6h22. J'ai eu plusieurs micro-réveils. Premier souvenir de rêve depuis l'accident: un employé me parle des chaussures de Ghislaine. Elle est pieds nus dans son cercueil.

Le spot de la chambre m'a ébloui, et j'ai allumé la douce lumière blafarde d'une mappemonde. J'aimerais avoir cela chez moi, le partager avec toi.

Ma libido est grande. Je touche mes couilles, ma bite. Je désire fortement copuler.

Ma tante: t'es arrivé à dormir?

On me propose les chaussons que "t'as mis tant de fois".

Ma tante: elle était comme une communiante.

Elle était habillée couleur Parme. Je ne connaissais pas ce nom de couleur. Nous sommes allés deux fois à Parme. Après vérification, je vois que nous n'y sommes allés qu'une fois, il y a trois ans et demi, lors de notre premier voyage ensemble en Italie. J'avais été étonné par la proportion de cyclistes, beaucoup d'étudiants.

Pas eu de pluie hier on a eu cette chance là.

Maison de retraite je pense à Patra.

La mère me demande si je dors bien. Ça va. le père est tout rouge, pleure il lui faudrait quelque chose elle dit, déjà il dort peu. C'est pas bon de penser comme ça.

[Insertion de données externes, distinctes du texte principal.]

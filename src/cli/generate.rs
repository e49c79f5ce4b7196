//! `storyteller generate`: stream a chapter to the terminal and save it.

use std::error::Error;
use std::io::{self, Write};
use std::time::Duration;

use tokio_util::sync::CancellationToken;
use tracing::warn;

use crate::api::{Chapter, ChapterContent, Story};
use crate::cli::context::CliContext;
use crate::core::assistant::AssistantError;
use crate::core::generation::driver::{
    retry_persist, ChapterRequest, GenerationDriver, GenerationEvent, GenerationOutcome,
};
use crate::core::generation::{count_words, ChapterKey, GenerationPhase};
use crate::core::now_reading::NowReading;
use crate::core::prompts::{self, StoryContext};

const RETRY_DELAY: Duration = Duration::from_secs(2);

fn print_event(event: GenerationEvent) {
    match event {
        GenerationEvent::Fragment(text) => {
            print!("{text}");
            let _ = io::stdout().flush();
        }
        GenerationEvent::Phase(GenerationPhase::Streaming) => {
            eprintln!("✍️  {}", GenerationPhase::Streaming.label());
        }
        GenerationEvent::Phase(GenerationPhase::Finishing) => {
            println!();
            eprintln!("🎙️  {}", GenerationPhase::Finishing.label());
        }
        GenerationEvent::Phase(GenerationPhase::Cancelled) => {
            println!();
            eprintln!("⏹️  {}", GenerationPhase::Cancelled.label());
        }
        GenerationEvent::Phase(_) => {}
    }
}

/// Cancel `token` on Ctrl-C until the returned handle is aborted.
fn cancel_on_ctrl_c(token: CancellationToken) -> tokio::task::JoinHandle<()> {
    tokio::spawn(async move {
        if tokio::signal::ctrl_c().await.is_ok() {
            token.cancel();
        }
    })
}

pub async fn run_generate(
    ctx: &mut CliContext,
    story_id: &str,
    chapter_number: u32,
    retries: u32,
) -> Result<(), Box<dyn Error>> {
    let story = ctx.backend.get_story(story_id).await?;
    let chapter = story
        .chapter(chapter_number)
        .cloned()
        .ok_or_else(|| format!("Story '{}' has no chapter {chapter_number}", story.title))?;

    if chapter.has_content() {
        eprintln!("📖 Chapter {chapter_number} is already written.");
        println!("{}", chapter.content.raw.as_deref().unwrap_or_default());
        return Ok(());
    }

    let profile = ctx.profile().await?;
    let assistant_id =
        ctx.resolved
            .assistants
            .storyteller
            .clone()
            .ok_or(AssistantError::NotConfigured {
                job: "chapter writing",
                key: "storyteller-assistant",
            })?;
    let assistant = ctx.assistant();
    let prompt = prompts::chapter_content(&StoryContext::from(&story), &chapter)?;

    let key = ChapterKey::new(story.id.clone(), chapter_number);
    let request = ChapterRequest {
        key: key.clone(),
        has_stored_content: chapter.has_content(),
        session: assistant.session().clone(),
        assistant_id,
        prompt,
    };

    let cancel = CancellationToken::new();
    let ctrl_c = cancel_on_ctrl_c(cancel.clone());
    let mut driver = GenerationDriver::new();
    let mut outcome = driver
        .generate(request, &ctx.backend, &profile.id, cancel, print_event)
        .await?;
    ctrl_c.abort();

    let mut attempt = 0;
    while let GenerationOutcome::PersistFailed { error } = &outcome {
        eprintln!("❌ {error}");
        if attempt >= retries {
            return Err(format!(
                "Chapter {chapter_number} was written but could not be saved. \
                 Re-run with --retries to try again."
            )
            .into());
        }
        attempt += 1;
        warn!(attempt, "retrying chapter save");
        tokio::time::sleep(RETRY_DELAY).await;
        let mut observer = print_event;
        outcome = retry_persist(
            &mut driver.generator,
            &key,
            &ctx.backend,
            &profile.id,
            &mut observer,
        )
        .await?;
    }

    match outcome {
        GenerationOutcome::Done { content, audio_url } => {
            eprintln!("✅ Saved {} words", count_words(&content));
            start_listening(&story, chapter, content, audio_url)?;
            Ok(())
        }
        GenerationOutcome::Cancelled => {
            driver.generator.reset(&key);
            Ok(())
        }
        GenerationOutcome::Failed { error } => Err(error.into()),
        GenerationOutcome::AlreadyGenerated => {
            eprintln!("📖 Chapter {chapter_number} is already written.");
            Ok(())
        }
        GenerationOutcome::PersistFailed { error } => Err(error.into()),
    }
}

fn start_listening(
    story: &Story,
    chapter: Chapter,
    content: String,
    audio_url: Option<String>,
) -> Result<(), Box<dyn Error>> {
    if let Some(url) = &audio_url {
        eprintln!("🎧 {}: {url}", GenerationPhase::Done.label());
    }
    let chapter = Chapter {
        content: ChapterContent {
            raw: Some(content),
            audio_url,
        },
        ..chapter
    };

    let mut now_reading = NowReading::load()?;
    now_reading.start_chapter(story, chapter);
    now_reading.save()?;
    Ok(())
}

J'ai l'impression de basculer dans un autre monde. Déjà que les personnes qui m'intéressent le plus étaient souvent morts, ou m'ignorent s'ils sont vivants. En plus, ce que je fais intéressera plus après qu'avant ma mort.

Ils vont voir le camping-car de mon père, sauf ma tante qui l'a déjà vu. Je les rejoins à la fin.

Mon père part peu après.

Thérèse: y avait beaucoup de monde. Je voyais pas bien; mes yeux arrivaient pas à se détacher de ce cercueil à penser que ma pauvre gamine était dedans. Elle pleure.

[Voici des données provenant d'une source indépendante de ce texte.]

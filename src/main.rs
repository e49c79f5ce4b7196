use std::error::Error;

fn main() -> Result<(), Box<dyn Error>> {
    storyteller::cli::main()
}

Nous lisons les nombreuses cartes de condoléances. Une seule parle de sa gentillesse. Elle me fait pleurer. Il y a aussi celle de ma famille qui parle de sa douceur.

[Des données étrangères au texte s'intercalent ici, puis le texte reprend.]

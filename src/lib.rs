//! Storyteller is a terminal client for writing chaptered stories with a
//! hosted AI assistant and a story backend.
//!
//! The crate is organized around a small set of collaborating layers:
//! - [`api`] defines the backend's story, chapter and profile payloads plus
//!   the assistant API's thread and run payloads.
//! - [`core`] owns configuration, the backend and assistant clients, the
//!   chapter generation state machine and the persisted Now Reading player.
//! - [`auth`] stores and resolves the assistant API key.
//! - [`cli`] parses arguments and runs each command.
//!
//! Runtime entrypoints live in the binary crate (`src/main.rs`) and route
//! through [`crate::cli::main`].

pub mod api;
pub mod auth;
pub mod cli;
pub mod core;
pub mod utils;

Je demande si Dominique sait. Ils ont téléphoné et son mari a répondu vendredi soir, elle a rappelé samedi après-midi.

Ma tante demande comment les parents ont appris. on veut pas y croire, mais quand on voit arriver le maire et son adjoint...

Ils ont imposé une cérémonie chrétienne à Ghi, comme à Jo. Je dois rédiger mes volonté et les remettre à Yves.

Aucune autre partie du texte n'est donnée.